ここでは、5αリダクターゼの働きを抑える作用のある育毛剤を選ぶ「5つのポイント」を紹介します。

1. DHT抑制効果の有無と有効成分の確認

育毛剤の多くは、DHTの抑制効果のある有効成分を配合しています。ノコギリヤシやイソフラボンは有名ですが、最近では「M-034」(医薬部外品の育毛剤)や「キャピシキル」(化粧品のスカルプエッセンスなど)といった有効成分を含む製品も登場しています。

「ヒオウギエキス」「オウゴンエキス」も定番と言える成分です。

2.TGF-β(退行期誘導因子)抑制効果と毛母細胞活性化効果成分の確認

毛乳頭にあるDHTによってTGF-β(退行期誘導因子)の働きが生まれます。この抑制と、毛乳頭内の細胞分裂を促進すれば、発毛環境を改善する効果が見込めます。

TGF-βの働きはFGF-5というタンパク質が影響しています。このFGF-5抑制効果が期待できる成分が、ミツイシコンブから抽出される「M-034エキス」だと言われています。M-034エキスはキャピシキルとともに注目されている、新しく登場した有効成分と言えます。

細胞の活性化につながる「t-フラバノン」もあります。t-フラバノンは、日本皮膚科学会脱毛診療ガイドラインでも「外用薬として用いても良い」と推奨されている成分です。KAOが「西洋オトギリソウ」エキスから開発した有効成分で、同社の育毛剤などに配合されています。
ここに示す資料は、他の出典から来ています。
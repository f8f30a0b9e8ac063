//! Screens of the guide: splash, home menu and the per-category lists

pub mod home;
pub mod list;
pub mod splash;

pub use home::{HomeMenu, MenuEntry};
pub use list::{AnyListScreen, ListScreen};
pub use splash::SplashScreen;
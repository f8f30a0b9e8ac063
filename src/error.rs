//! Error types and handling for the Songkhla guide

use thiserror::Error;

/// Main error type for the guide
#[derive(Error, Debug)]
pub enum GuideError {
    /// Configuration-related errors
    #[error("Configuration error: {message}")]
    Config { message: String },

    /// Remote store communication errors
    #[error("Store error: {message}")]
    Store {
        message: String,
        /// HTTP status returned by the store, when one was received
        status: Option<u16>,
    },

    /// Rows that do not match the expected record shape
    #[error("Decode error in '{collection}': {message}")]
    Decode { collection: String, message: String },

    /// Input validation errors
    #[error("Invalid input: {message}")]
    Validation { message: String },

    /// I/O operation errors
    #[error("I/O error: {source}")]
    Io {
        #[from]
        source: std::io::Error,
    },
}

impl GuideError {
    /// Create a new configuration error
    pub fn config<S: Into<String>>(message: S) -> Self {
        Self::Config {
            message: message.into(),
        }
    }

    /// Create a new store error without a status code
    pub fn store<S: Into<String>>(message: S) -> Self {
        Self::Store {
            message: message.into(),
            status: None,
        }
    }

    /// Create a new store error for a non-success HTTP status
    pub fn store_status<S: Into<String>>(status: u16, message: S) -> Self {
        Self::Store {
            message: message.into(),
            status: Some(status),
        }
    }

    pub fn decode<C: Into<String>, S: Into<String>>(collection: C, message: S) -> Self {
        Self::Decode {
            collection: collection.into(),
            message: message.into(),
        }
    }

    /// Create a new validation error
    pub fn validation<S: Into<String>>(message: S) -> Self {
        Self::Validation {
            message: message.into(),
        }
    }

    /// Get a user-friendly error message
    #[must_use]
    pub fn user_message(&self) -> String {
        match self {
            GuideError::Config { .. } => {
                "Configuration error. Please check your config file and store settings.".to_string()
            }
            GuideError::Store { .. } | GuideError::Decode { .. } => {
                "Unable to load guide data. Please check your internet connection.".to_string()
            }
            GuideError::Validation { message } => {
                format!("Invalid input: {message}")
            }
            GuideError::Io { .. } => {
                "File operation failed. Please check file permissions.".to_string()
            }
        }
    }
}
育毛剤市場は、新しい成分の開発によって活性化してきました。新たな有効成分の開発は今後も続くと考えて良いでしょう。

3. 抗炎症と保湿効果につながる成分の確認

抗炎症効果につながる成分として多く含まれる成分が、グリチルリチン酸です。酢酸ヒドロコルチゾンやセンブリエキスに含まれるキサントンも知られています。保湿効果成分としてもっとも有名なのが亜鉛です。ほとんどの育毛剤には抗炎症効果と保湿効果を高める成分が含まれています。

皮脂量は前述したように5αリダクターゼ(1型)による遺伝の影響を受けますが、多すぎる皮脂から発生する頭皮の痒みなどを抑え頭皮環境の悪化を防ぐ作用が期待できます。

全体のバランスを調整するのが、保湿成分や抗炎症成分だと言えます。

4. 血流促進効果の有無と有効成分の確認

AGA治療には2つの基本項目があります。「DHTの生成抑制」と「血流促進」です。

血流促進が発毛につながることは実験で確かめられています。広く知られる成分が、ミノキシジルです。ミノキシジルを含む発毛剤はリアップ(第一類医薬品)です。

育毛剤に使用されている有効成分には、センブリエキス、トウガラシエキス、ニンジンエキス、ニコチン酸アミドなど多くの成分があります。

5. 頭皮柔軟化効果(ナノ化による浸透率)の有無と有効成分の確認

頭皮への有効成分の浸透技術が進化しています。高い浸透率が実現できれば、頭皮全体の保湿効果も高まり、さらに毛乳頭の細胞の働きを助けることにつながります。

血流促進も含め、育毛剤効果が高まる1つの条件と言えます。

おわりに

「5αリダクターゼ」の作用は育毛剤と食生活に加えて、最近は治療薬が多く使われるようになりました。AGA専門クリニックが大都市を中心に登場し、海外製品を個人で輸入して購入できるようにもなっています。

しかし、原因が「5αリダクターゼ」にあるとしても、強く遺伝の影響を受けた細胞1つひとつの働きをすべてコントロールできるわけではありません。神経質になり過ぎず、頭皮の柔軟性が確保できているかチェックをしながら、生活習慣や食生活の注意を怠らず、育毛剤によるケアやAGA治療をずっと継続する覚悟が必要です。

途中で止めれば元に戻ります。焦らず、知識をしっかりと得て、自分に合う最善のケアや治療を続けるようにしましょう。